**About this task:** Whichever lines of the entries hold the word "Action" should be identified and copied.

**Information given:**
________________________________________

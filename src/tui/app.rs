use crate::core::{Action, Digest, ItemId};
use crate::tui::components::{ContentViewer, ItemList};
use crate::tui::events::AppEvent;
use crossterm::event::{KeyCode, KeyEvent, KeyModifiers, MouseEvent, MouseEventKind};

#[derive(Debug, Clone, Copy, PartialEq, Eq)]
pub enum AppState {
    /// The viewer shows the synthesis.
    Synthesis,
    /// The viewer shows the model's reply to one injected item.
    ItemReply { sequence: usize },
}

#[derive(Debug, Clone, Copy, PartialEq, Eq)]
pub enum Focus {
    Items,
    Viewer,
}

pub struct App {
    pub state: AppState,
    pub focus: Focus,
    pub should_quit: bool,

    pub topic: String,
    pub recommendation: Option<Action>,
    pub discovered: usize,
    pub skipped: Vec<ItemId>,
    pub failed: Vec<ItemId>,

    synthesis: String,
    replies: Vec<(usize, String)>,

    pub item_list: ItemList,
    pub viewer: ContentViewer,
    pub viewer_height: u16,
}

impl App {
    pub fn new(digest: &Digest) -> Self {
        Self {
            state: AppState::Synthesis,
            focus: Focus::Viewer,
            should_quit: false,

            topic: digest.topic.clone(),
            recommendation: digest.recommendation,
            discovered: digest.discovered.len(),
            skipped: digest.skipped.clone(),
            failed: digest.failed.clone(),

            synthesis: digest.synthesis.clone(),
            replies: digest
                .items
                .iter()
                .map(|item| (item.sequence, item.reply.clone()))
                .collect(),

            item_list: ItemList::new(digest.verdicts.clone()),
            viewer: ContentViewer::new(&digest.synthesis, "Synthesis"),
            viewer_height: 0,
        }
    }

    pub fn handle_event(&mut self, event: AppEvent) {
        match event {
            AppEvent::Key(key) => self.handle_key(key),
            AppEvent::Mouse(mouse) => self.handle_mouse(mouse),
            AppEvent::Tick => {}
        }
    }

    fn handle_key(&mut self, key: KeyEvent) {
        if key.code == KeyCode::Char('q')
            || (key.code == KeyCode::Char('c') && key.modifiers.contains(KeyModifiers::CONTROL))
        {
            self.should_quit = true;
            return;
        }

        match key.code {
            KeyCode::Tab | KeyCode::BackTab => self.toggle_focus(),
            KeyCode::Esc => match self.state {
                AppState::ItemReply { .. } => self.show_synthesis(),
                AppState::Synthesis => self.should_quit = true,
            },
            KeyCode::Enter if self.focus == Focus::Items => self.open_selected(),
            _ => {
                let height = self.viewer_height as usize;
                let handled = match self.focus {
                    Focus::Items => self.item_list.handle_key(key),
                    Focus::Viewer => self.viewer.handle_key(key, height),
                };
                if !handled {
                    // PageUp/PageDown always scroll the text
                    self.viewer.handle_key(key, height);
                }
            }
        }
    }

    fn handle_mouse(&mut self, mouse: MouseEvent) {
        let height = self.viewer_height as usize;
        match self.focus {
            Focus::Items => {
                self.item_list.handle_mouse(mouse);
            }
            Focus::Viewer => match mouse.kind {
                MouseEventKind::ScrollUp => self.viewer.scroll_up(3),
                MouseEventKind::ScrollDown => self.viewer.scroll_down(3, height),
                _ => {}
            },
        }
    }

    fn toggle_focus(&mut self) {
        self.focus = match self.focus {
            Focus::Items => Focus::Viewer,
            Focus::Viewer => Focus::Items,
        };
    }

    fn open_selected(&mut self) {
        let Some(selected) = self.item_list.get_selected() else {
            return;
        };
        let sequence = selected.sequence;
        let title = format!("Video {sequence} ({})", selected.item_id);

        if let Some((_, reply)) = self.replies.iter().find(|(seq, _)| *seq == sequence) {
            self.viewer.set_content(reply, title);
            self.state = AppState::ItemReply { sequence };
            self.focus = Focus::Viewer;
        }
    }

    fn show_synthesis(&mut self) {
        self.viewer.set_content(&self.synthesis, "Synthesis");
        self.state = AppState::Synthesis;
    }
}

#[cfg(test)]
mod tests {
    use super::*;
    use crate::core::{InjectedItem, ItemVerdict};
    use chrono::Utc;

    fn digest() -> Digest {
        let a = ItemId::parse("aaa").expect("id");
        let b = ItemId::parse("bbb").expect("id");
        Digest {
            topic: "xrp".into(),
            generated_at: Utc::now(),
            discovered: vec![a.clone(), b.clone()],
            skipped: Vec::new(),
            failed: Vec::new(),
            items: vec![
                InjectedItem {
                    sequence: 1,
                    item_id: a.clone(),
                    reply: "first reply".into(),
                },
                InjectedItem {
                    sequence: 2,
                    item_id: b.clone(),
                    reply: "second reply".into(),
                },
            ],
            synthesis: "Summary.\n\nVideo 1 - Buy\nVideo 2 - Hold\n\nHold".into(),
            verdicts: vec![
                ItemVerdict {
                    sequence: 1,
                    item_id: a,
                    action: Some(Action::Buy),
                },
                ItemVerdict {
                    sequence: 2,
                    item_id: b,
                    action: Some(Action::Hold),
                },
            ],
            recommendation: Some(Action::Hold),
            conversation: Vec::new(),
        }
    }

    fn press(app: &mut App, code: KeyCode) {
        app.handle_event(AppEvent::Key(KeyEvent::new(code, KeyModifiers::NONE)));
    }

    #[test]
    fn opens_an_item_reply_and_returns() {
        let mut app = App::new(&digest());
        press(&mut app, KeyCode::Tab);
        assert_eq!(app.focus, Focus::Items);

        press(&mut app, KeyCode::Down);
        press(&mut app, KeyCode::Enter);
        assert_eq!(app.state, AppState::ItemReply { sequence: 2 });
        assert_eq!(app.viewer.title, "Video 2 (bbb)");

        press(&mut app, KeyCode::Esc);
        assert_eq!(app.state, AppState::Synthesis);
        assert!(!app.should_quit);

        press(&mut app, KeyCode::Esc);
        assert!(app.should_quit);
    }

    #[test]
    fn carries_failed_items_for_the_title() {
        let mut digest = digest();
        digest.failed = vec![ItemId::parse("ccc").expect("id")];
        let app = App::new(&digest);
        assert_eq!(app.failed, digest.failed);
        assert!(app.skipped.is_empty());
    }

    #[test]
    fn q_quits_from_anywhere() {
        let mut app = App::new(&digest());
        press(&mut app, KeyCode::Char('q'));
        assert!(app.should_quit);
    }
}
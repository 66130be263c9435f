use crate::core::model::ChatModel;
use crate::error::Result;
use clap::ValueEnum;
use serde::{Deserialize, Serialize};
use tracing::debug;

/// Number of leading turns that are always sent: the priming message and its reply.
const PINNED_TURNS: usize = 2;

#[derive(Debug, Clone, Copy, PartialEq, Eq, Serialize, Deserialize)]
#[serde(rename_all = "lowercase")]
pub enum Speaker {
    User,
    Model,
}

#[derive(Debug, Clone, PartialEq, Eq, Serialize, Deserialize)]
pub struct Turn {
    pub speaker: Speaker,
    pub text: String,
}

impl Turn {
    pub fn user(text: impl Into<String>) -> Self {
        Self {
            speaker: Speaker::User,
            text: text.into(),
        }
    }

    pub fn model(text: impl Into<String>) -> Self {
        Self {
            speaker: Speaker::Model,
            text: text.into(),
        }
    }
}

#[derive(Debug, Clone, Copy, PartialEq, Eq, Default, ValueEnum)]
pub enum ContextPolicyKind {
    #[default]
    Unbounded,
    SlidingWindow,
    CharBudget,
}

/// Decides which part of the history goes out with each request.
///
/// The history itself is never trimmed. The priming exchange and the newest
/// turn are always sent.
#[derive(Debug, Clone, Copy, PartialEq, Eq, Default, Serialize, Deserialize)]
#[serde(tag = "kind", rename_all = "kebab-case")]
pub enum ContextPolicy {
    #[default]
    Unbounded,
    /// Send only the most recent `turns` turns after the priming exchange.
    SlidingWindow { turns: usize },
    /// Send as many of the most recent turns as fit in `chars` characters.
    CharBudget { chars: usize },
}

impl ContextPolicy {
    pub fn select<'a>(&self, history: &'a [Turn]) -> Vec<&'a Turn> {
        let pinned = PINNED_TURNS.min(history.len());
        let (head, tail) = history.split_at(pinned);

        let keep_from = match *self {
            Self::Unbounded => 0,
            Self::SlidingWindow { turns } => tail.len().saturating_sub(turns.max(1)),
            Self::CharBudget { chars } => {
                let mut used: usize = head.iter().map(|t| t.text.chars().count()).sum();
                let mut start = tail.len();
                for (idx, turn) in tail.iter().enumerate().rev() {
                    used += turn.text.chars().count();
                    if used > chars && start < tail.len() {
                        break;
                    }
                    start = idx;
                }
                start
            }
        };

        head.iter().chain(tail[keep_from..].iter()).collect()
    }
}

/// One conversation with the model. History grows with every exchange.
pub struct Session<M> {
    model: M,
    policy: ContextPolicy,
    history: Vec<Turn>,
}

impl<M: ChatModel> Session<M> {
    pub fn new(model: M, policy: ContextPolicy) -> Self {
        Self {
            model,
            policy,
            history: Vec::new(),
        }
    }

    /// Sends one user message and records the reply.
    ///
    /// On failure the unanswered message is removed again, so the history only
    /// ever holds complete exchanges.
    pub async fn send(&mut self, message: String) -> Result<String> {
        self.history.push(Turn::user(message));

        let result = {
            let window = self.policy.select(&self.history);
            debug!(
                history = self.history.len(),
                sent = window.len(),
                "sending conversation turn"
            );
            self.model.send(&window).await
        };

        match result {
            Ok(reply) => {
                self.history.push(Turn::model(reply.clone()));
                Ok(reply)
            }
            Err(e) => {
                self.history.pop();
                Err(e)
            }
        }
    }

    pub fn into_history(self) -> Vec<Turn> {
        self.history
    }
}
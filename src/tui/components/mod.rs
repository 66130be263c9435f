pub mod list;
pub mod viewer;

pub use list::*;
pub use viewer::*;
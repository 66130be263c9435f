pub mod aggregator;
pub mod config;
pub mod discovery;
pub mod filter;
pub mod item;
pub mod model;
pub mod pipeline;
pub mod report;
pub mod session;
pub mod transcript;
pub mod verdict;

pub use aggregator::*;
pub use config::*;
pub use discovery::*;
pub use filter::*;
pub use item::*;
pub use model::*;
pub use pipeline::*;
pub use report::*;
pub use session::*;
pub use transcript::*;
pub use verdict::*;
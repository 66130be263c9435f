//! Results-page filter criteria and their `sp` token encoding.
//!
//! The token is a base64 protobuf message: field 1 holds the sort order, field 2
//! a nested message with upload date (1), result kind (2) and duration (3).
//! Zero-valued fields are left out.

use base64::Engine;
use clap::ValueEnum;
use serde::{Deserialize, Serialize};

#[derive(Debug, Clone, Copy, PartialEq, Eq, Default, ValueEnum, Serialize, Deserialize)]
#[serde(rename_all = "kebab-case")]
pub enum SortOrder {
    Relevance,
    Rating,
    UploadDate,
    #[default]
    ViewCount,
}

#[derive(Debug, Clone, Copy, PartialEq, Eq, Default, ValueEnum, Serialize, Deserialize)]
#[serde(rename_all = "kebab-case")]
pub enum UploadDate {
    Any,
    LastHour,
    #[default]
    Today,
    ThisWeek,
    ThisMonth,
    ThisYear,
}

#[derive(Debug, Clone, Copy, PartialEq, Eq, Default, ValueEnum, Serialize, Deserialize)]
#[serde(rename_all = "kebab-case")]
pub enum ResultKind {
    Any,
    #[default]
    Video,
}

#[derive(Debug, Clone, Copy, PartialEq, Eq, Default, ValueEnum, Serialize, Deserialize)]
#[serde(rename_all = "kebab-case")]
pub enum DurationBound {
    Any,
    /// Under 4 minutes.
    Short,
    /// Between 4 and 20 minutes.
    #[default]
    Medium,
    /// Over 20 minutes.
    Long,
}

impl SortOrder {
    fn wire(self) -> u8 {
        match self {
            Self::Relevance => 0,
            Self::Rating => 1,
            Self::UploadDate => 2,
            Self::ViewCount => 3,
        }
    }
}

impl UploadDate {
    fn wire(self) -> u8 {
        match self {
            Self::Any => 0,
            Self::LastHour => 1,
            Self::Today => 2,
            Self::ThisWeek => 3,
            Self::ThisMonth => 4,
            Self::ThisYear => 5,
        }
    }

    /// Wording used when telling the model how fresh the videos are.
    pub fn describe(self) -> &'static str {
        match self {
            Self::Any => "recently",
            Self::LastHour => "in the last hour",
            Self::Today => "in the last 24 hours",
            Self::ThisWeek => "in the last week",
            Self::ThisMonth => "in the last month",
            Self::ThisYear => "in the last year",
        }
    }
}

impl ResultKind {
    fn wire(self) -> u8 {
        match self {
            Self::Any => 0,
            Self::Video => 1,
        }
    }
}

impl DurationBound {
    fn wire(self) -> u8 {
        match self {
            Self::Any => 0,
            Self::Short => 1,
            Self::Long => 2,
            Self::Medium => 3,
        }
    }
}

/// Typed search criteria.
#[derive(Debug, Clone, Copy, PartialEq, Eq, Default, Serialize, Deserialize)]
pub struct SearchCriteria {
    pub sort: SortOrder,
    pub upload_date: UploadDate,
    pub kind: ResultKind,
    pub duration: DurationBound,
}

impl SearchCriteria {
    pub fn encode(&self) -> String {
        let mut nested = Vec::new();
        push_varint_field(&mut nested, 1, self.upload_date.wire());
        push_varint_field(&mut nested, 2, self.kind.wire());
        push_varint_field(&mut nested, 3, self.duration.wire());

        let mut message = Vec::new();
        push_varint_field(&mut message, 1, self.sort.wire());
        if !nested.is_empty() {
            // field 2, wire type 2 (length-delimited)
            message.push(2 << 3 | 2);
            message.push(nested.len() as u8);
            message.extend_from_slice(&nested);
        }

        base64::engine::general_purpose::STANDARD.encode(message)
    }
}

fn push_varint_field(buf: &mut Vec<u8>, field: u8, value: u8) {
    if value == 0 {
        return;
    }
    buf.push(field << 3);
    buf.push(value);
}

/// The filter sent with a search: either typed criteria or a token supplied
/// verbatim by the caller.
#[derive(Debug, Clone, PartialEq, Eq, Serialize, Deserialize)]
pub enum SearchFilter {
    Criteria(SearchCriteria),
    Encoded(String),
}

impl Default for SearchFilter {
    fn default() -> Self {
        Self::Criteria(SearchCriteria::default())
    }
}

impl SearchFilter {
    /// The `sp` query value, or `None` when nothing narrows the search.
    pub fn token(&self) -> Option<String> {
        match self {
            Self::Criteria(criteria) => {
                let token = criteria.encode();
                (!token.is_empty()).then_some(token)
            }
            Self::Encoded(token) => {
                let token = token.trim();
                (!token.is_empty()).then(|| token.to_string())
            }
        }
    }

    pub fn recency(&self) -> &'static str {
        match self {
            Self::Criteria(criteria) => criteria.upload_date.describe(),
            Self::Encoded(_) => UploadDate::Any.describe(),
        }
    }
}
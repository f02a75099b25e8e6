use std::collections::{BTreeMap, btree_map::Entry};

use {lootsplit_ledger::Session, thiserror::Error, tracing::warn};

use crate::key::ChannelKey;

#[derive(Debug, Clone, PartialEq, Eq, Error)]
pub enum StoreError {
    #[error("a loot session is already active in channel {0}")]
    SessionAlreadyActive(ChannelKey),

    #[error("no active loot session in channel {0}")]
    NoActiveSession(ChannelKey),
}

/// In-memory map of channel → active session. At most one session per
/// channel; a second `create` for the same channel is refused rather than
/// overwriting live contributions.
#[derive(Debug, Clone, Default, PartialEq)]
pub struct SessionStore {
    sessions: BTreeMap<ChannelKey, Session>,
}

impl SessionStore {
    pub fn new() -> Self {
        Self::default()
    }

    /// Rebuild a store from persisted `(key, session)` pairs.
    ///
    /// Records that break session invariants are skipped; a repeated key
    /// keeps the later record.
    pub fn from_snapshot(pairs: Vec<(ChannelKey, Session)>) -> Self {
        let mut sessions = BTreeMap::new();
        for (key, session) in pairs {
            if let Err(e) = session.validate() {
                warn!(channel = %key, error = %e, "skipping invalid persisted session");
                continue;
            }
            if sessions.insert(key.clone(), session).is_some() {
                warn!(channel = %key, "duplicate persisted session, keeping the later one");
            }
        }
        Self { sessions }
    }

    /// Ordered `(key, session)` pairs, the persisted form of the store.
    pub fn snapshot(&self) -> Vec<(&ChannelKey, &Session)> {
        self.sessions.iter().collect()
    }

    pub fn contains(&self, key: &ChannelKey) -> bool {
        self.sessions.contains_key(key)
    }

    pub fn get(&self, key: &ChannelKey) -> Result<&Session, StoreError> {
        self.sessions
            .get(key)
            .ok_or_else(|| StoreError::NoActiveSession(key.clone()))
    }

    pub fn get_mut(&mut self, key: &ChannelKey) -> Result<&mut Session, StoreError> {
        self.sessions
            .get_mut(key)
            .ok_or_else(|| StoreError::NoActiveSession(key.clone()))
    }

    /// Publish a new session for `key`.
    pub fn create(&mut self, key: ChannelKey, session: Session) -> Result<&Session, StoreError> {
        match self.sessions.entry(key) {
            Entry::Occupied(entry) => Err(StoreError::SessionAlreadyActive(entry.key().clone())),
            Entry::Vacant(entry) => Ok(entry.insert(session)),
        }
    }

    /// Remove and return the session for `key`.
    pub fn remove(&mut self, key: &ChannelKey) -> Result<Session, StoreError> {
        self.sessions
            .remove(key)
            .ok_or_else(|| StoreError::NoActiveSession(key.clone()))
    }

    pub fn keys(&self) -> impl Iterator<Item = &ChannelKey> {
        self.sessions.keys()
    }

    pub fn len(&self) -> usize {
        self.sessions.len()
    }

    pub fn is_empty(&self) -> bool {
        self.sessions.is_empty()
    }
}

________________________________________

**Written answer:**
use crate::core::{Action, Digest, ItemId};
    pub recommendation: Option<Action>,
                    action: Some(Action::Buy),
                    action: Some(Action::Hold),
            recommendation: Some(Action::Hold),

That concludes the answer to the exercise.